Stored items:

----

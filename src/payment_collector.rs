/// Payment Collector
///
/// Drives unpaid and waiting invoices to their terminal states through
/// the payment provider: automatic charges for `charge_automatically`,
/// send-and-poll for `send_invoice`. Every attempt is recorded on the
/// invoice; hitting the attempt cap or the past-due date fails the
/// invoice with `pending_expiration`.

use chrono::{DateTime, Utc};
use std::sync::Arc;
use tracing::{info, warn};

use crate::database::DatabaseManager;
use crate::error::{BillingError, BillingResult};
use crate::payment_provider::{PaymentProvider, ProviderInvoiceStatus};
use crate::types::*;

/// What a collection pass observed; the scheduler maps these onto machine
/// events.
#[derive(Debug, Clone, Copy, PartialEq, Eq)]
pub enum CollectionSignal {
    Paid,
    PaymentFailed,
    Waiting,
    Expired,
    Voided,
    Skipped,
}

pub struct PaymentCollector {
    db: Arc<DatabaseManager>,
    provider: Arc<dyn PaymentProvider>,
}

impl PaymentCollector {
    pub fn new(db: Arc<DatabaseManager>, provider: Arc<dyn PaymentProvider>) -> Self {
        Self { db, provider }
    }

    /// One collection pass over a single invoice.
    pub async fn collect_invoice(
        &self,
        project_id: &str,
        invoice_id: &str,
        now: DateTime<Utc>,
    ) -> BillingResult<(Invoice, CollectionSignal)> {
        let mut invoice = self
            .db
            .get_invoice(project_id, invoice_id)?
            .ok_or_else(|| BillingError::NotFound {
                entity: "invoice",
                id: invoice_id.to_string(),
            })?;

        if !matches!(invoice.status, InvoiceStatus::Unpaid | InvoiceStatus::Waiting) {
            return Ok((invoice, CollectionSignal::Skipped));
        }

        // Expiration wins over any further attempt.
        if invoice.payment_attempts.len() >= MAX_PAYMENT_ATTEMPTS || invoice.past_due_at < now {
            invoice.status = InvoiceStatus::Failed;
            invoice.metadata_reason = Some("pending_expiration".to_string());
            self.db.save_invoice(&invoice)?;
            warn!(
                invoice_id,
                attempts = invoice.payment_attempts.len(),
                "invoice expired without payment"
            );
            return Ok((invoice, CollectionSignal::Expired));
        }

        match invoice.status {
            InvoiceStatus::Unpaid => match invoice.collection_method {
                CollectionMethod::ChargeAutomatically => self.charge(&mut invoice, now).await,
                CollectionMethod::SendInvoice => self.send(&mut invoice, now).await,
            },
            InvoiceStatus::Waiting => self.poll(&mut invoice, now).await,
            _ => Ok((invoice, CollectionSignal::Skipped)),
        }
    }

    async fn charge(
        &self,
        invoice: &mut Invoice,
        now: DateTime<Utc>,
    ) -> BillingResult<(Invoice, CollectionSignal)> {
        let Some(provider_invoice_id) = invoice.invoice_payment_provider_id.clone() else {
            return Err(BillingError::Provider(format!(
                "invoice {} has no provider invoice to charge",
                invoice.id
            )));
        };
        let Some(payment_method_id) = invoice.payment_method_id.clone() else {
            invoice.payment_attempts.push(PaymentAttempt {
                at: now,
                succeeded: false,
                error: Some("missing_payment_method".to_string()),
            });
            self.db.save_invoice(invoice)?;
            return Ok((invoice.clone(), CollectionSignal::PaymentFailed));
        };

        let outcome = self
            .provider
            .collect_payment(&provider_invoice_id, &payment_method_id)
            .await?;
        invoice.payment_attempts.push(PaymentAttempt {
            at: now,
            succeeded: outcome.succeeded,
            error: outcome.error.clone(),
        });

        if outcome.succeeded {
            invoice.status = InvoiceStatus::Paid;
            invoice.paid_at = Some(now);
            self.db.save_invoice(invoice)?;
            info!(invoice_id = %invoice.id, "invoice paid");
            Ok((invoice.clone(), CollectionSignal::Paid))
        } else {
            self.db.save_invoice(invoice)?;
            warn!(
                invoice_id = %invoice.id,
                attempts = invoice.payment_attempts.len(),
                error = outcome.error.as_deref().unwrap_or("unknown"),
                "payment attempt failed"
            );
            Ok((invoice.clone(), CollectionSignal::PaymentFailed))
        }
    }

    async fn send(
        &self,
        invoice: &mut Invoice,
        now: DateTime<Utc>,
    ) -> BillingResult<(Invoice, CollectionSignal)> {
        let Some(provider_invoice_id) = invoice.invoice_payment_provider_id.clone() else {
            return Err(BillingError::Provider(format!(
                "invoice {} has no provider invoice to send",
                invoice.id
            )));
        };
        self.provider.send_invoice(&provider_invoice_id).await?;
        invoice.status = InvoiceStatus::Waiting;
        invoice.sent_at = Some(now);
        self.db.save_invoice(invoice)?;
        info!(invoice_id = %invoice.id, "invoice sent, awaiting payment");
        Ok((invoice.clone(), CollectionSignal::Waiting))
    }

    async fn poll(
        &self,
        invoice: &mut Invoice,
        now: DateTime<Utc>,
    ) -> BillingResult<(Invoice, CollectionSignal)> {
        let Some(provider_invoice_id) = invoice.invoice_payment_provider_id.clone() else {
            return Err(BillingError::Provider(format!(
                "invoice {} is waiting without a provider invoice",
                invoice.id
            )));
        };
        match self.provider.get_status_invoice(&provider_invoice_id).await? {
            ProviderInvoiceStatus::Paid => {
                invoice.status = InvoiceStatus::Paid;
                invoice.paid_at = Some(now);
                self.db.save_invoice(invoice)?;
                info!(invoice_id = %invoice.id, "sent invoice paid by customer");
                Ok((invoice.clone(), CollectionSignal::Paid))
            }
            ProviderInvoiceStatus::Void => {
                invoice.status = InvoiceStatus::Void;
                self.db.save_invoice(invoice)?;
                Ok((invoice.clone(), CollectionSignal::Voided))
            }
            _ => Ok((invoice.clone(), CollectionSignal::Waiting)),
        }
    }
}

----

#### [About this task]
Each line above holding the string "PaymentAttempt" counts once; please report the total and nothing more.

#### [Expected answer]
2